Postert also provides plausible hypotheses about why certain types of subject matter were chosen. In the case of plays dealing with France, the focus tends to be on periods of civil war or other national dangers: the denouement typically points to a resolution of the crisis in which the monarchy is preserved and peace is restored. If tragedies based on English history are limited to the period of the Tudors, with most featuring Elizabeth I, it is mainly because that was the era when England suffered several phenomena that France was spared, including the official triumph of Protestantism and the presence on the throne of a woman (and one thought to be dominated by passion and caprice). At the same time, the most reused subjects seemed to resonate with French audiences in special ways. Mary Stuart, of course, had been Queen of France, and many French writers believed that she was persecuted for that very reason. The Earl of Essex seems to have embodied for the French public the spirit of aristocratic resistance to absolutism found in works like Le Cid.

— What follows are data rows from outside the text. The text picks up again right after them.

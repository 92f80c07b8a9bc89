//! Unique identifiers for business objects, sessions and lock keys.
//!
//! Fresh identifiers are UUID v7 (time-ordered, random). The all-zero value
//! is the "empty" sentinel and never names a live object.

use std::fmt;
use std::str::FromStr;

use rusqlite::types::{FromSql, FromSqlError, FromSqlResult, ToSql, ToSqlOutput, ValueRef};
use serde::{Deserialize, Serialize};
use uuid::Uuid;

use crate::errors::{EngineError, Result};

/// Opaque 128-bit identifier.
#[derive(Debug, Clone, Copy, PartialEq, Eq, Hash, PartialOrd, Ord, Serialize, Deserialize)]
#[serde(transparent)]
pub struct UniqueId(Uuid);

impl UniqueId {
    /// Mint a new identifier.
    pub fn new() -> Self {
        Self(Uuid::now_v7())
    }

    /// The empty sentinel.
    pub const fn empty() -> Self {
        Self(Uuid::nil())
    }

    pub fn is_empty(&self) -> bool {
        self.0.is_nil()
    }

    pub fn as_uuid(&self) -> &Uuid {
        &self.0
    }

    /// Parse the canonical hyphenated form.
    pub fn parse(s: &str) -> Result<Self> {
        Uuid::parse_str(s)
            .map(Self)
            .map_err(|e| EngineError::validation(format!("invalid unique id {s:?}: {e}")))
    }
}

impl Default for UniqueId {
    fn default() -> Self {
        Self::empty()
    }
}

impl From<Uuid> for UniqueId {
    fn from(value: Uuid) -> Self {
        Self(value)
    }
}

impl fmt::Display for UniqueId {
    fn fmt(&self, f: &mut fmt::Formatter<'_>) -> fmt::Result {
        self.0.hyphenated().fmt(f)
    }
}

impl FromStr for UniqueId {
    type Err = EngineError;

    fn from_str(s: &str) -> Result<Self> {
        Self::parse(s)
    }
}

// Stored as hyphenated text so ad-hoc SQL can compare against literals.
impl ToSql for UniqueId {
    fn to_sql(&self) -> rusqlite::Result<ToSqlOutput<'_>> {
        Ok(ToSqlOutput::from(self.to_string()))
    }
}

impl FromSql for UniqueId {
    fn column_result(value: ValueRef<'_>) -> FromSqlResult<Self> {
        match value {
            ValueRef::Null => Ok(Self::empty()),
            ValueRef::Text(bytes) => {
                let s = std::str::from_utf8(bytes).map_err(|e| FromSqlError::Other(Box::new(e)))?;
                Uuid::parse_str(s)
                    .map(Self)
                    .map_err(|e| FromSqlError::Other(Box::new(e)))
            }
            ValueRef::Blob(bytes) => Uuid::from_slice(bytes)
                .map(Self)
                .map_err(|e| FromSqlError::Other(Box::new(e))),
            _ => Err(FromSqlError::InvalidType),
        }
    }
}

#[cfg(test)]
mod tests {
    use super::*;

    #[test]
    fn test_fresh_ids_sort_after_empty_and_by_mint_time() {
        let first = UniqueId::new();
        std::thread::sleep(std::time::Duration::from_millis(2));
        let second = UniqueId::new();
        let mut ids = vec![second, UniqueId::empty(), first];
        ids.sort();
        assert_eq!(ids, vec![UniqueId::empty(), first, second]);
        assert_eq!(first.as_uuid().get_version_num(), 7);
    }

    #[test]
    fn test_null_and_blob_columns() {
        let conn = rusqlite::Connection::open_in_memory().unwrap();
        let missing: UniqueId = conn.query_row("SELECT NULL", [], |r| r.get(0)).unwrap();
        assert!(missing.is_empty());

        let id = UniqueId::new();
        let raw: UniqueId = conn
            .query_row("SELECT ?1", [id.as_uuid().as_bytes().to_vec()], |r| r.get(0))
            .unwrap();
        assert_eq!(raw, id);
        assert!(conn.query_row("SELECT 42", [], |r| r.get::<_, UniqueId>(0)).is_err());
    }

    #[test]
    fn test_empty_sentinel() {
        let empty = UniqueId::empty();
        assert!(empty.is_empty());
        assert_eq!(empty.to_string(), "00000000-0000-0000-0000-000000000000");
        assert_eq!(UniqueId::default(), empty);
    }

    #[test]
    fn test_parse() {
        let id = UniqueId::new();
        assert_eq!(id.to_string().parse::<UniqueId>().unwrap(), id);
        assert!(UniqueId::parse("not-a-uid").is_err());
    }

    #[test]
    fn test_sql_roundtrip_through_text_column() {
        let conn = rusqlite::Connection::open_in_memory().unwrap();
        conn.execute_batch("CREATE TABLE t (uid TEXT)").unwrap();
        let id = UniqueId::new();
        conn.execute("INSERT INTO t (uid) VALUES (?1)", [&id]).unwrap();
        let back: UniqueId = conn.query_row("SELECT uid FROM t", [], |r| r.get(0)).unwrap();
        assert_eq!(back, id);
        let text: String = conn.query_row("SELECT uid FROM t", [], |r| r.get(0)).unwrap();
        assert_eq!(text, id.to_string());
    }
}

Thomas More was viewed as a Catholic martyr who resisted both earthly tyranny and religious heresy. The Turks, with their sumptuous lifestyle and reputation for excessive passion, especially violence, were especially appealing to baroque sensibilities. Moreover, the Ottoman royal family was especially suitable for the type of plot recommended by Aristotle (conflicts between close relatives) because of the constant and bloody power struggles within families. Both societies could serve either to criticize flaws in the “other” or to make veiled criticism of France itself.

Another of Postert’s strong points is the problematizing of the concept of history. She notes the degree and varieties of bias found in historical materials of the time, including an obvious pro-French attitude in dealing with non-French lands, a pro-Catholic attitude in dealing with Protestant rulers, and a general abhorrence of the mores of “orientals.” Historians, no less than playwrights, sometimes added material of their own invention. Moreover, dramatists treating historical subjects frequently relied on fictional sources for their plots. On the other hand, tragedies composed at the time of the events they dramatize or shortly thereafter could be seen as a part of the historical record, documenting how people perceived recent events and trying to set down for posterity what the author deemed the correct interpretation.

The main flaw of this book is the lack of careful proofreading. There are numerous errors involving everything from typography to grammar and punctuation to misspelled names to facts (Mary Stuart was born “cinq ans après la mort de son père”). In some passages sentences or paragraphs do not flow well, or information seems to be in the wrong place. But despite those minor deficiencies, this is a useful study that goes beyond the scope of existing scholarship and proves that a largely neglected group of tragedies deserves renewed attention.